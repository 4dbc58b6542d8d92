//! Configuration schema definitions.

use serde::{Deserialize, Serialize};
use std::collections::BTreeMap;

/// Root configuration.
#[derive(Debug, Clone, Default, Serialize, Deserialize)]
pub struct Config {
    #[serde(default)]
    pub matcher: MatcherConfig,

    #[serde(default)]
    pub filler: FillerConfig,

    #[serde(default)]
    pub highlight: HighlightConfig,

    #[serde(default)]
    pub upload: UploadConfig,

    #[serde(default)]
    pub profile: ProfileConfig,

    #[serde(default)]
    pub logging: LoggingConfig,
}

/// Field matcher configuration.
#[derive(Debug, Clone, Serialize, Deserialize)]
pub struct MatcherConfig {
    /// Minimum score a fuzzy match needs to be accepted.
    #[serde(default = "default_min_score")]
    pub min_score: f64,

    /// Keyword categories used to recognise long narrative questions.
    /// The category name itself also counts as a cue inside dictionary keys.
    #[serde(default = "default_keyword_categories")]
    pub keyword_categories: BTreeMap<String, Vec<String>>,
}

impl Default for MatcherConfig {
    fn default() -> Self {
        Self {
            min_score: default_min_score(),
            keyword_categories: default_keyword_categories(),
        }
    }
}

fn default_min_score() -> f64 {
    0.7
}

fn default_keyword_categories() -> BTreeMap<String, Vec<String>> {
    let categories: [(&str, &[&str]); 4] = [
        (
            "motifs",
            &["motif", "raison", "pourquoi", "objectif", "projet", "immigration"],
        ),
        (
            "signature",
            &["signature", "signer", "signez", "nom complet", "lu et approuvé"],
        ),
        (
            "engagement",
            &["engage", "certifie", "atteste", "déclare", "accepte", "conditions"],
        ),
        (
            "fileupload",
            &["fichier", "télécharger", "joindre", "photo", "scan", "pièce jointe"],
        ),
    ];
    categories
        .into_iter()
        .map(|(name, words)| {
            (
                name.to_string(),
                words.iter().map(|w| w.to_string()).collect(),
            )
        })
        .collect()
}

/// Field filler configuration.
#[derive(Debug, Clone, Serialize, Deserialize)]
pub struct FillerConfig {
    /// Scalar values that check a single checkbox.
    #[serde(default = "default_truthy_tokens")]
    pub truthy_tokens: Vec<String>,

    /// Normalized option texts that are never selectable.
    #[serde(default = "default_placeholder_options")]
    pub placeholder_options: Vec<String>,
}

impl Default for FillerConfig {
    fn default() -> Self {
        Self {
            truthy_tokens: default_truthy_tokens(),
            placeholder_options: default_placeholder_options(),
        }
    }
}

fn default_truthy_tokens() -> Vec<String> {
    ["true", "oui", "yes", "1", "checked", "coché", "cochée"]
        .iter()
        .map(|s| s.to_string())
        .collect()
}

fn default_placeholder_options() -> Vec<String> {
    ["select", "choisir", "selectionner", "choose"]
        .iter()
        .map(|s| s.to_string())
        .collect()
}

/// Unfilled-field highlighting.
#[derive(Debug, Clone, Serialize, Deserialize)]
pub struct HighlightConfig {
    #[serde(default = "default_true")]
    pub enabled: bool,

    /// Class added to the container of every field left unfilled.
    #[serde(default = "default_class_name")]
    pub class_name: String,
}

impl Default for HighlightConfig {
    fn default() -> Self {
        Self {
            enabled: true,
            class_name: default_class_name(),
        }
    }
}

fn default_class_name() -> String {
    "autofill-unfilled".to_string()
}

/// File-upload pass pacing.
#[derive(Debug, Clone, Serialize, Deserialize)]
pub struct UploadConfig {
    #[serde(default = "default_true")]
    pub enabled: bool,

    /// Settle delay before the first upload field is processed.
    #[serde(default = "default_initial_delay_ms")]
    pub initial_delay_ms: u64,

    /// Delay between two upload fields.
    #[serde(default = "default_field_delay_ms")]
    pub field_delay_ms: u64,

    /// How many times the upload handler is polled for readiness.
    #[serde(default = "default_ready_retries")]
    pub ready_retries: u32,

    #[serde(default = "default_ready_poll_delay_ms")]
    pub ready_poll_delay_ms: u64,
}

impl Default for UploadConfig {
    fn default() -> Self {
        Self {
            enabled: true,
            initial_delay_ms: default_initial_delay_ms(),
            field_delay_ms: default_field_delay_ms(),
            ready_retries: default_ready_retries(),
            ready_poll_delay_ms: default_ready_poll_delay_ms(),
        }
    }
}

fn default_initial_delay_ms() -> u64 {
    500
}

fn default_field_delay_ms() -> u64 {
    800
}

fn default_ready_retries() -> u32 {
    3
}

fn default_ready_poll_delay_ms() -> u64 {
    200
}

/// Profile source.
#[derive(Debug, Clone, Default, Serialize, Deserialize)]
pub struct ProfileConfig {
    /// Path of the JSON profile, `~` is expanded.
    #[serde(default)]
    pub path: Option<String>,
}

/// Logging configuration.
#[derive(Debug, Clone, Serialize, Deserialize)]
pub struct LoggingConfig {
    #[serde(default = "default_log_level")]
    pub level: String,

    /// Directory for daily rolling log files; console only when unset.
    #[serde(default)]
    pub directory: Option<String>,

    #[serde(default)]
    pub json: bool,
}

impl Default for LoggingConfig {
    fn default() -> Self {
        Self {
            level: default_log_level(),
            directory: None,
            json: false,
        }
    }
}

fn default_log_level() -> String {
    "info".to_string()
}

fn default_true() -> bool {
    true
}

#[cfg(test)]
#[path = "schema_tests.rs"]
mod tests;
use super::*;
use std::sync::atomic::{AtomicUsize, Ordering};
use std::sync::Arc;

fn nested() -> (Document, NodeId, NodeId) {
    let mut doc = Document::new();
    let root = doc.root();
    let container = doc.append_element(root, "div", &[]).unwrap();
    let input = doc.append_element(container, "input", &[]).unwrap();
    (doc, container, input)
}

#[test]
fn test_event_bubbles_to_ancestors() {
    let (mut doc, container, input) = nested();
    let hits = Arc::new(AtomicUsize::new(0));
    let counter = hits.clone();
    doc.add_event_listener(container, EventKind::Input, move |_, event| {
        assert_eq!(event.target, input);
        counter.fetch_add(1, Ordering::SeqCst);
        Ok(())
    });

    doc.dispatch_event(input, EventKind::Input).unwrap();
    doc.dispatch_event(input, EventKind::Change).unwrap();
    assert_eq!(hits.load(Ordering::SeqCst), 1);
}

#[test]
fn test_listener_sees_current_target() {
    let (mut doc, container, input) = nested();
    doc.add_event_listener(container, EventKind::Click, move |_, event| {
        if event.current_target == container && event.target == input {
            Ok(())
        } else {
            Err(ScriptError::new("wrong targets"))
        }
    });
    doc.dispatch_event(input, EventKind::Click).unwrap();
    assert!(doc.uncaught_errors().is_empty());
}

#[test]
fn test_listener_can_mutate_document() {
    let (mut doc, container, input) = nested();
    doc.add_event_listener(input, EventKind::Input, move |doc, _| {
        doc.add_class(container, "touched")
            .map(|_| ())
            .map_err(|e| ScriptError::new(e.to_string()))
    });
    doc.dispatch_event(input, EventKind::Input).unwrap();
    assert!(doc.has_class(container, "touched"));
}

#[test]
fn test_remove_event_listener() {
    let (mut doc, _, input) = nested();
    let hits = Arc::new(AtomicUsize::new(0));
    let counter = hits.clone();
    let id = doc.add_event_listener(input, EventKind::Change, move |_, _| {
        counter.fetch_add(1, Ordering::SeqCst);
        Ok(())
    });
    assert!(doc.remove_event_listener(id));
    assert!(!doc.remove_event_listener(id));
    doc.dispatch_event(input, EventKind::Change).unwrap();
    assert_eq!(hits.load(Ordering::SeqCst), 0);
}

#[test]
fn test_cancelled_token_drops_listener() {
    let (mut doc, _, input) = nested();
    let token = CancellationToken::new();
    let hits = Arc::new(AtomicUsize::new(0));
    let counter = hits.clone();
    let inner = token.clone();
    doc.add_event_listener_with_token(input, EventKind::Input, token.clone(), move |_, _| {
        counter.fetch_add(1, Ordering::SeqCst);
        inner.cancel();
        Ok(())
    });

    assert_eq!(doc.listener_count(), 1);
    doc.dispatch_event(input, EventKind::Input).unwrap();
    doc.dispatch_event(input, EventKind::Input).unwrap();
    assert_eq!(hits.load(Ordering::SeqCst), 1);
    assert_eq!(doc.listener_count(), 0);
}

#[test]
fn test_event_log_records_order() {
    let (mut doc, _, input) = nested();
    doc.dispatch_event(input, EventKind::Focus).unwrap();
    doc.dispatch_event(input, EventKind::Input).unwrap();
    doc.dispatch_event(input, EventKind::Change).unwrap();
    assert_eq!(
        doc.events_for(input),
        vec![EventKind::Focus, EventKind::Input, EventKind::Change]
    );
    doc.clear_event_log();
    assert!(doc.event_log().is_empty());
}

#[test]
fn test_event_kind_display() {
    assert_eq!(EventKind::MouseDown.to_string(), "mousedown");
    assert_eq!(EventKind::Change.to_string(), "change");
}

#[test]
fn test_dispatch_on_unknown_node() {
    let mut doc = Document::new();
    assert!(matches!(
        doc.dispatch_event(NodeId(99), EventKind::Click),
        Err(DomError::UnknownNode(_))
    ));
}
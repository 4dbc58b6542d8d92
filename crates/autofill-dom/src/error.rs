//! DOM error types.

use thiserror::Error;

use crate::node::{NodeId, WriteChannel};

/// DOM operation errors.
#[derive(Debug, Error)]
pub enum DomError {
    /// Node id does not belong to this document.
    #[error("Unknown node: {0}")]
    UnknownNode(NodeId),

    /// Operation needs an element but got a text node.
    #[error("Node {0} is not an element")]
    NotAnElement(NodeId),

    /// The page intercepts this way of writing the value.
    #[error("Write through {channel} rejected on node {node}")]
    WriteBlocked { node: NodeId, channel: WriteChannel },

    /// Selector could not be parsed.
    #[error("Invalid selector '{selector}': {message}")]
    InvalidSelector { selector: String, message: String },

    /// A page script error escaped through the page's own global handler.
    #[error("Host page interference: {0}")]
    HostInterference(String),

    /// Fixture is structurally wrong.
    #[error("Invalid fixture: {0}")]
    InvalidFixture(String),

    /// Serialization error.
    #[error("Serialization error: {0}")]
    Serialization(#[from] serde_json::Error),
}

/// Error raised by a page script (an event listener).
#[derive(Debug, Clone, PartialEq, Eq)]
pub struct ScriptError {
    pub message: String,
}

impl ScriptError {
    pub fn new(message: impl Into<String>) -> Self {
        Self {
            message: message.into(),
        }
    }
}

impl std::fmt::Display for ScriptError {
    fn fmt(&self, f: &mut std::fmt::Formatter<'_>) -> std::fmt::Result {
        f.write_str(&self.message)
    }
}

#[cfg(test)]
mod tests {
    use super::*;

    #[test]
    fn test_write_blocked_display() {
        let err = DomError::WriteBlocked {
            node: NodeId(3),
            channel: WriteChannel::NativeSetter,
        };
        let display = err.to_string();
        assert!(display.contains("native_setter"));
        assert!(display.contains('3'));
    }

    #[test]
    fn test_invalid_selector_display() {
        let err = DomError::InvalidSelector {
            selector: "[role=".to_string(),
            message: "unterminated attribute".to_string(),
        };
        assert!(err.to_string().contains("[role="));
    }

    #[test]
    fn test_script_error_display() {
        let err = ScriptError::new("Cannot read properties of null");
        assert_eq!(err.to_string(), "Cannot read properties of null");
    }
}
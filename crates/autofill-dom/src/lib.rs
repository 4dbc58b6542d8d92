//! In-memory DOM model for autofill.
//!
//! The filler never touches a real browser directly: every page it works on
//! is a [`Document`], an arena of elements and text nodes with just enough
//! browser behaviour to reproduce what matters when injecting values into
//! framework-controlled forms.
//!
//! ## What is modelled
//!
//! - Attributes, classes and visibility (`hidden`, inline `display:none`)
//! - Live control state (`value`, `checked`, `selected`) and the four
//!   independent value write channels a page may intercept
//! - Focus, bubbling events and page listeners that can throw
//! - Mutation observers delivered at the end of each top-level operation
//! - The page's global error policy, and [`HostErrorScope`] to shield a
//!   block of work from it
//! - A CSS selector subset for container and control discovery
//! - JSON fixtures to load and dump pages

mod document;
mod error;
mod events;
mod fixture;
mod host;
mod node;
mod observer;
mod selector;

pub use document::Document;
pub use error::{DomError, ScriptError};
pub use events::{Event, EventKind, EventRecord, ListenerFn, ListenerId};
pub use fixture::{ElementSpec, NodeSpec};
pub use host::{HostErrorPolicy, HostErrorScope};
pub use node::{ElementData, NodeId, WriteChannel};
pub use observer::{MutationKind, MutationRecord, ObserveOptions, ObserverFn, ObserverId};
pub use selector::Selector;
use super::*;

#[test]
fn test_default_config() {
    let config = Config::default();
    assert_eq!(config.matcher.min_score, 0.7);
    assert!(config.highlight.enabled);
    assert_eq!(config.highlight.class_name, "autofill-unfilled");
    assert!(config.upload.enabled);
    assert_eq!(config.upload.ready_retries, 3);
    assert!(config.profile.path.is_none());
    assert_eq!(config.logging.level, "info");
}

#[test]
fn test_default_keyword_categories() {
    let config = MatcherConfig::default();
    let names: Vec<&str> = config.keyword_categories.keys().map(|k| k.as_str()).collect();
    assert_eq!(names, vec!["engagement", "fileupload", "motifs", "signature"]);
    assert!(config.keyword_categories["signature"].contains(&"signature".to_string()));
}

#[test]
fn test_default_filler_vocabulary() {
    let config = FillerConfig::default();
    assert!(config.truthy_tokens.contains(&"oui".to_string()));
    assert!(config.truthy_tokens.contains(&"cochée".to_string()));
    assert!(config.placeholder_options.contains(&"select".to_string()));
}

#[test]
fn test_config_roundtrip_toml() {
    let config = Config::default();
    let serialized = toml::to_string(&config).unwrap();
    let parsed: Config = toml::from_str(&serialized).unwrap();
    assert_eq!(parsed.upload.field_delay_ms, config.upload.field_delay_ms);
    assert_eq!(
        parsed.matcher.keyword_categories,
        config.matcher.keyword_categories
    );
}

#[test]
fn test_partial_section_keeps_defaults() {
    let config: Config = toml::from_str("[logging]\njson = true\n").unwrap();
    assert!(config.logging.json);
    assert_eq!(config.logging.level, "info");
    assert!(config.logging.directory.is_none());
}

BRIEF »
Give back exactly the lines from the one containing "config.matcher.keyword_categories" through the end of the material above, and nothing else.

TASK RESPONSE »
        config.matcher.keyword_categories
    );
}

#[test]
fn test_partial_section_keeps_defaults() {
    let config: Config = toml::from_str("[logging]\njson = true\n").unwrap();
    assert!(config.logging.json);
    assert_eq!(config.logging.level, "info");
    assert!(config.logging.directory.is_none());
}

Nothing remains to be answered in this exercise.